**Problem requirements**:
Scan the records below and copy every line that contains the string "point".

**Data section**:

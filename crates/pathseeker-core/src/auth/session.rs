use std::sync::Arc;

use anyhow::Result;
use reqwest::RequestBuilder;
use tokio::sync::{broadcast, watch};
use tracing::{debug, info, warn};

use crate::api::error::ApiError;
use crate::api::request::RetryableRequest;
use crate::utils::mask_token;

use super::identity::IdentityClient;
use super::store::TokenStore;
use super::tokens::{CredentialPair, TokenKey};

/// Client-side path of the login entry point
pub const LOGIN_PATH: &str = "/login";

/// Buffered navigation events per subscriber
const REDIRECT_CHANNEL_CAPACITY: usize = 16;

/// Navigation request emitted for the presentation layer
#[derive(Debug, Clone, PartialEq, Eq)]
pub struct Redirect {
    pub path: String,
}

impl Redirect {
    pub fn login() -> Self {
        Self {
            path: LOGIN_PATH.to_string(),
        }
    }
}

/// Owns the persisted credential pair and the `authenticated` flag.
///
/// The flag is published through a watch channel; it is only true while an
/// access token is stored. Unrecoverable session loss is announced on a
/// broadcast channel as a redirect to the login entry point.
pub struct SessionManager {
    store: Arc<dyn TokenStore>,
    identity: IdentityClient,
    state: watch::Sender<bool>,
    redirects: broadcast::Sender<Redirect>,
}

impl SessionManager {
    pub fn new(store: Arc<dyn TokenStore>, identity: IdentityClient) -> Self {
        let (state, _) = watch::channel(false);
        let (redirects, _) = broadcast::channel(REDIRECT_CHANNEL_CAPACITY);
        Self {
            store,
            identity,
            state,
            redirects,
        }
    }

    /// Dedicated identity-service channel (never intercepted)
    pub fn identity(&self) -> &IdentityClient {
        &self.identity
    }

    /// Derive `authenticated` from the persisted access token.
    /// Expiry is not checked here; the first 401 takes care of that.
    pub fn initialize(&self) -> bool {
        let authenticated = self.access_token().is_some();
        self.set_authenticated(authenticated);
        info!(authenticated, "Session initialized");
        authenticated
    }

    pub fn is_authenticated(&self) -> bool {
        *self.state.borrow()
    }

    /// Observe `authenticated` transitions
    pub fn subscribe(&self) -> watch::Receiver<bool> {
        self.state.subscribe()
    }

    /// Observe navigation requests caused by session loss
    pub fn redirects(&self) -> broadcast::Receiver<Redirect> {
        self.redirects.subscribe()
    }

    /// Persist both tokens and mark the session authenticated.
    /// Token contents are trusted as issued by the identity service.
    pub fn login(&self, access: &str, refresh: &str) -> Result<()> {
        self.store.set(TokenKey::Access, access)?;
        self.store.set(TokenKey::Refresh, refresh)?;
        self.set_authenticated(true);
        info!(access = %mask_token(access), "Logged in");
        Ok(())
    }

    pub fn login_with(&self, pair: &CredentialPair) -> Result<()> {
        self.login(&pair.access, &pair.refresh)
    }

    /// Clear both tokens and mark the session unauthenticated. Idempotent.
    ///
    /// The flag is cleared even when storage fails, and both removals are
    /// attempted; the first storage error is returned.
    pub fn logout(&self) -> Result<()> {
        let mut first_error = None;
        for key in TokenKey::ALL {
            if let Err(e) = self.store.remove(key) {
                warn!(key = %key, error = %e, "Failed to clear token");
                first_error.get_or_insert(e);
            }
        }
        if self.set_authenticated(false) {
            info!("Logged out");
        }
        match first_error {
            Some(e) => Err(e),
            None => Ok(()),
        }
    }

    /// Current access token; storage errors read as "no token"
    pub fn access_token(&self) -> Option<String> {
        self.read_token(TokenKey::Access)
    }

    pub fn refresh_token(&self) -> Option<String> {
        self.read_token(TokenKey::Refresh)
    }

    /// Add `Authorization: Bearer <access>` when an access token is stored;
    /// otherwise return the request unchanged.
    pub fn attach_credential(&self, builder: RequestBuilder) -> RequestBuilder {
        match self.access_token() {
            Some(token) => builder.bearer_auth(token),
            None => builder,
        }
    }

    /// Recover from a 401 by exchanging the refresh token once.
    ///
    /// On success the new access token is persisted before the request is
    /// returned, flagged as retried, ready to be resubmitted. The caller
    /// attaches the credential again when it rebuilds the request.
    ///
    /// `original` is the error the 401 response was mapped to.
    ///
    /// - no refresh token: log out, redirect, return `original`
    /// - refresh fails: log out, redirect, return `RefreshFailed`
    /// - request already retried: return `original` untouched
    pub async fn handle_unauthorized(
        &self,
        failed: RetryableRequest,
        original: ApiError,
    ) -> Result<RetryableRequest, ApiError> {
        if failed.is_retried() {
            debug!(path = failed.request().path(), "Retried request rejected again");
            return Err(original);
        }

        let Some(refresh) = self.refresh_token() else {
            warn!(path = failed.request().path(), "Access rejected and no refresh token stored");
            self.end_session();
            return Err(original);
        };

        debug!(path = failed.request().path(), "Access token rejected, refreshing");
        let access = match self.identity.refresh_access(&refresh).await {
            Ok(access) => access,
            Err(e) => {
                warn!(error = %e, "Token refresh failed, ending session");
                self.end_session();
                return Err(ApiError::RefreshFailed(Box::new(e)));
            }
        };

        if let Err(e) = self.store.set(TokenKey::Access, &access) {
            warn!(error = %e, "Failed to persist refreshed token, ending session");
            self.end_session();
            return Err(ApiError::RefreshFailed(Box::new(ApiError::storage(e))));
        }
        self.set_authenticated(true);
        info!(access = %mask_token(&access), "Access token refreshed");

        Ok(failed.mark_retried())
    }

    /// Irrecoverable session loss: clear credentials and send the user to login
    fn end_session(&self) {
        // logout() already logged any storage failure
        let _ = self.logout();
        if self.redirects.send(Redirect::login()).is_err() {
            debug!("No redirect subscribers");
        }
    }

    fn read_token(&self, key: TokenKey) -> Option<String> {
        match self.store.get(key) {
            Ok(token) => token.filter(|t| !t.is_empty()),
            Err(e) => {
                warn!(key = %key, error = %e, "Failed to read token");
                None
            }
        }
    }

    /// Returns true when the flag actually changed
    fn set_authenticated(&self, authenticated: bool) -> bool {
        self.state.send_if_modified(|current| {
            let changed = *current != authenticated;
            *current = authenticated;
            changed
        })
    }
}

**Solution for this task**:
/// Client-side path of the login entry point
/// broadcast channel as a redirect to the login entry point.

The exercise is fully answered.